FaunOS > Skwish
 

Skwish: A Blob Management Library

A lightweight library for storing blobs on the file system.

Skwish is a Java library for storing and retrieving blobs of arbitrary size--entries, in Skwish-speak. The entries (blobs) can contain arbitrary content: to Skwish, every entry is simply an uninterpreted byte sequence. Skwish maintains a simple, fast mapping from numeric entry IDs to entry contents. Think of Skwish as a random access list, not a map, though. Entry IDs are determined by Skwish on entry (blob) insertion: the IDs are doled out in ascending order. An application, thus, must maintain the entry IDs somewhere else--typically in an index or a database.

So the functionality provided is quite Spartan. This begs the question then, "But what is it good for?" The idea is for Skwish to do one thing, blob storage and retrieval, and do it very well. While similar functionality may be found in many existing indexing and database tools (and indeed the file system itself), Skwish is designed to address more niche scenarios. Here are some examples:

More generally, if you find your application needs to maintain both offset and content files, where the offset file delineates the boundaries of entries within the content file, then this library hopefully provides a ready-made solution for that part of the problem. In fact, that's how this project came into being in the first place.

Characteristics & Features

The following table highlights features and characteristics of Skwish.

Description
Operational modes
Segment Store The library provides an interface to a managed collection of segments. (A segment is the elementary storage unit of the system.) This interface is designed to support multiple concurrent readers together with multiple concurrent writers, and provides all-or-nothing commit semantics.
Standalone The library also exposes a basic, unmanaged segment implementation. Unmanaged segments are even more lightweight than managed ones. While still thread-safe under concurrent read access, unmanaged segments require a little more care when also writing to them.
Durability
Committed operations Skwish is designed so that when a successfully completed write operation returns (i.e. one that doesn't raise an exception), the changes are guaranteed to be written out to persistent storage (to the extent the operating system and other things like the device controller allow).

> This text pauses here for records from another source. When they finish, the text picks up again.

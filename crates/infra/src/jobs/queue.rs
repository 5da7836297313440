//! FIFO hand-off of job ids from submission to the worker.

use std::sync::Arc;
use std::sync::atomic::{AtomicUsize, Ordering};

use tokio::sync::mpsc;

use inferq_core::JobId;

/// The worker side of the queue is gone; the id was not enqueued.
#[derive(Debug, Clone, Copy, PartialEq, Eq, thiserror::Error)]
#[error("job queue is closed, job {0} was not enqueued")]
pub struct QueueClosed(pub JobId);

/// Create a connected queue pair.
pub fn job_queue() -> (JobQueue, JobReceiver) {
    let (tx, rx) = mpsc::unbounded_channel();
    let depth = Arc::new(AtomicUsize::new(0));
    (
        JobQueue {
            tx,
            depth: depth.clone(),
        },
        JobReceiver { rx, depth },
    )
}

/// Producer handle. Cloneable; enqueue never blocks.
#[derive(Debug, Clone)]
pub struct JobQueue {
    tx: mpsc::UnboundedSender<JobId>,
    depth: Arc<AtomicUsize>,
}

impl JobQueue {
    pub fn enqueue(&self, job_id: JobId) -> Result<(), QueueClosed> {
        self.depth.fetch_add(1, Ordering::SeqCst);
        self.tx.send(job_id).map_err(|e| {
            self.depth.fetch_sub(1, Ordering::SeqCst);
            QueueClosed(e.0)
        })
    }

    /// Ids enqueued but not yet taken by the worker.
    pub fn depth(&self) -> usize {
        self.depth.load(Ordering::SeqCst)
    }
}

/// Consumer handle, owned by the worker.
#[derive(Debug)]
pub struct JobReceiver {
    rx: mpsc::UnboundedReceiver<JobId>,
    depth: Arc<AtomicUsize>,
}

impl JobReceiver {
    /// Wait for the next id in submission order.
    ///
    /// Cancel safe: dropping the future never loses an id. Returns `None` once
    /// every producer is dropped and the queue is drained.
    pub async fn dequeue(&mut self) -> Option<JobId> {
        let id = self.rx.recv().await?;
        self.depth.fetch_sub(1, Ordering::SeqCst);
        Some(id)
    }
}

#[cfg(test)]
mod tests {
    use super::*;

    #[tokio::test]
    async fn dequeues_in_enqueue_order() {
        let (queue, mut rx) = job_queue();
        let ids: Vec<JobId> = (0..3).map(|_| JobId::new()).collect();
        for id in &ids {
            queue.enqueue(*id).unwrap();
        }
        assert_eq!(queue.depth(), 3);

        let mut seen = Vec::new();
        for _ in 0..3 {
            seen.push(rx.dequeue().await.unwrap());
        }
        assert_eq!(seen, ids);
        assert_eq!(queue.depth(), 0);
    }

    #[tokio::test]
    async fn closed_queue_rejects_enqueue() {
        let (queue, rx) = job_queue();
        drop(rx);

        let id = JobId::new();
        assert_eq!(queue.enqueue(id), Err(QueueClosed(id)));
        assert_eq!(queue.depth(), 0);
    }

    #[tokio::test]
    async fn dequeue_ends_when_producers_are_gone() {
        let (queue, mut rx) = job_queue();
        let id = JobId::new();
        queue.enqueue(id).unwrap();
        drop(queue);

        assert_eq!(rx.dequeue().await, Some(id));
        assert_eq!(rx.dequeue().await, None);
    }
}
//! transcribe-fr - transcribe an audio file to French text.
//!
//! Verifies the input file, picks a speech engine (Whisper by default, Vosk
//! for word-level timings), and prints the transcription. Non-WAV inputs are
//! decoded through ffmpeg first, which must be on the PATH.

use std::fs;
use std::path::{Path, PathBuf};
use std::time::Instant;

use anyhow::Context;
use clap::{Parser, ValueEnum};
use serde_json::json;

use transcrire::engine::{self, Transcript};
use transcrire::{ffmpeg, wav, DEFAULT_VOSK_MODEL_DIR, DEFAULT_WHISPER_MODEL};

#[derive(Copy, Clone, Debug, ValueEnum)]
enum Backend {
    Whisper,
    Vosk,
}

impl Backend {
    fn as_str(self) -> &'static str {
        match self {
            Backend::Whisper => "whisper",
            Backend::Vosk => "vosk",
        }
    }
}

#[derive(Parser, Debug)]
#[command(
    name = "transcribe-fr",
    version,
    about = "Transcribe an audio file to French text with a local speech engine"
)]
struct Args {
    /// Audio file to transcribe (e.g. recorded_audio.wav)
    audio_file: PathBuf,

    /// Whisper model size; bigger is more accurate but slower
    #[arg(
        short,
        long,
        default_value = DEFAULT_WHISPER_MODEL,
        value_parser = ["tiny", "base", "small", "medium", "large"],
    )]
    model: String,

    /// Optional .txt file to save the transcription to
    #[arg(short, long)]
    output: Option<PathBuf>,

    /// Speech engine backend
    #[arg(long, value_enum, default_value_t = Backend::Whisper)]
    engine: Backend,

    /// Pre-extracted Vosk model directory
    #[arg(long, default_value = DEFAULT_VOSK_MODEL_DIR)]
    model_dir: PathBuf,

    /// Print the transcript as JSON (text plus word timings)
    #[arg(long)]
    json: bool,
}

fn main() -> anyhow::Result<()> {
    env_logger::init();
    let args = Args::parse();

    verify_audio_file(&args.audio_file)?;

    // Non-WAV inputs go through ffmpeg; make sure it exists before loading
    // any model.
    let mut decoded: Option<PathBuf> = None;
    let wav_path = if ffmpeg::is_wav(&args.audio_file) {
        args.audio_file.clone()
    } else {
        ffmpeg::ensure_available()?;
        let tmp = std::env::temp_dir().join(format!("transcrire-{}.wav", std::process::id()));
        println!("Converting {} to WAV via ffmpeg...", args.audio_file.display());
        ffmpeg::decode_to_wav(&args.audio_file, &tmp, 16000)?;
        decoded = Some(tmp.clone());
        tmp
    };

    println!("Loading {} model...", args.engine.as_str());
    let mut engine = engine::create_engine(args.engine.as_str(), &args.model, &args.model_dir)?;

    println!(
        "\nStarting transcription of {} (this can take a while)...",
        wav_path.display()
    );
    let started = Instant::now();
    let result = engine.transcribe_file(&wav_path);

    if let Some(tmp) = decoded {
        let _ = fs::remove_file(tmp);
    }
    let transcript = result?;
    println!(
        "Transcription finished in {:.2} seconds.",
        started.elapsed().as_secs_f32()
    );

    report(&transcript, args.json);

    if let Some(output) = &args.output {
        fs::write(output, transcript.text.as_bytes())
            .with_context(|| format!("failed to write {}", output.display()))?;
        println!("Transcription saved to {}", output.display());
    }

    Ok(())
}

/// Sanity-check the input before any model is loaded, mirroring what a user
/// needs to debug a bad recording: existence, size, and WAV properties when
/// the file parses as one.
fn verify_audio_file(path: &Path) -> anyhow::Result<()> {
    anyhow::ensure!(path.exists(), "audio file not found: {}", path.display());

    let size = fs::metadata(path)
        .with_context(|| format!("failed to read {}", path.display()))?
        .len();

    println!("Checking audio file:");
    println!("- Path: {}", path.display());
    println!("- Size: {} bytes", size);

    match wav::probe(path) {
        Ok(info) => {
            println!("- Valid WAV container");
            println!("- Channels: {}", info.channels);
            println!("- Sample width: {} bits", info.bits_per_sample);
            println!("- Sample rate: {} Hz", info.sample_rate);
            if info.channels != 1 || info.bits_per_sample != 16 {
                println!("Warning: expected mono 16-bit PCM at 16000 Hz for best results");
            }
        }
        Err(e) if ffmpeg::is_wav(path) => {
            // A .wav that does not parse will fail later anyway; surface the
            // reason here where it is actionable.
            anyhow::bail!("{}", e);
        }
        Err(_) => {
            // Not a WAV; ffmpeg will handle it.
        }
    }

    Ok(())
}

fn report(transcript: &Transcript, as_json: bool) {
    if as_json {
        let words: Vec<_> = transcript
            .words
            .iter()
            .map(|w| {
                json!({
                    "word": w.word,
                    "start": w.start,
                    "end": w.end,
                    "conf": w.conf,
                })
            })
            .collect();
        println!(
            "{}",
            json!({ "text": transcript.text, "words": words })
        );
        return;
    }

    println!("\n--- Transcription ---");
    if transcript.text.is_empty() {
        println!("(no speech detected)");
    } else {
        println!("{}", transcript.text);
    }
    println!("---------------------");

    if !transcript.words.is_empty() {
        println!("\nWord timings:");
        for w in &transcript.words {
            println!(
                "{}: {:.2}s - {:.2}s (conf: {:.2})",
                w.word, w.start, w.end, w.conf
            );
        }
    }
}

This is true whether or not the write occurs in the context of a transaction (though transactions do provide much stronger guarantees).
Abnormal shutdown The system is relatively fail-safe in the face of a crash or other abnormal shutdown. That is, if a running instance is abruptly terminated, chances are very good that the system will still be in a consistent state on restart. We say, "chances are very good," because there is still a small window (the partial write of an 8 byte value denoting the entry count in a segment's index file) in which abrupt termination can result in data corruption. (This hole will be plugged in a future release.)
I/O
Access methods Skwish provides 2 basic ways for reading and writing entry contents. One is value-based and involves copying entry contents to and from memory (via a ByteBuffer, see below). This method is typically suitable for accessing smaller [size] entries. The second representation of entry contents is stream-based, and is especially suitable for accessing larger entries: obtaining a reference to an entry-stream (a FileChannel) costs at most one disk seek, and depending on how the stream is used, little to none of the actual entry contents need ever be loaded (copied) into memory (as when, for example, the contents is to be piped to another channel).
java.nio.* Skwish leverages the lower level I/O abstractions Java exposes under the java.nio packages. These abstractions (e.g. FileChannels and ByteBuffer) are not just used under the hood; they are exposed all the way out to Skwish's public API. The goal is to allow layering efficient applications on top Skwish. The library's new experimental non-blocking HTTP interface is an example of such an application.

Latest News

Version 0.2.0 Released

5 March 2008

In addition to some maintenance-related refactorings, this release adds a new stream-based interface for entry insertion TxnSegment.getEntryInsertionChannel() to the API. Unlike the insertEntry(java.nio.channels.ReadableByteChannel) method of its parent class which pulls entry contents into the store before returning control to the caller, this new insertion method returns a FileChannel object into which the new entry contents can be written. Closing the channel completes the entry insertion. The purpose of this new push interface is to allow skwish to be used as an event sink. The immediate application here is for streaming output from a SAX processor into skwish. But it's easy to imagine using it in other scenarios. (Logging, for example.)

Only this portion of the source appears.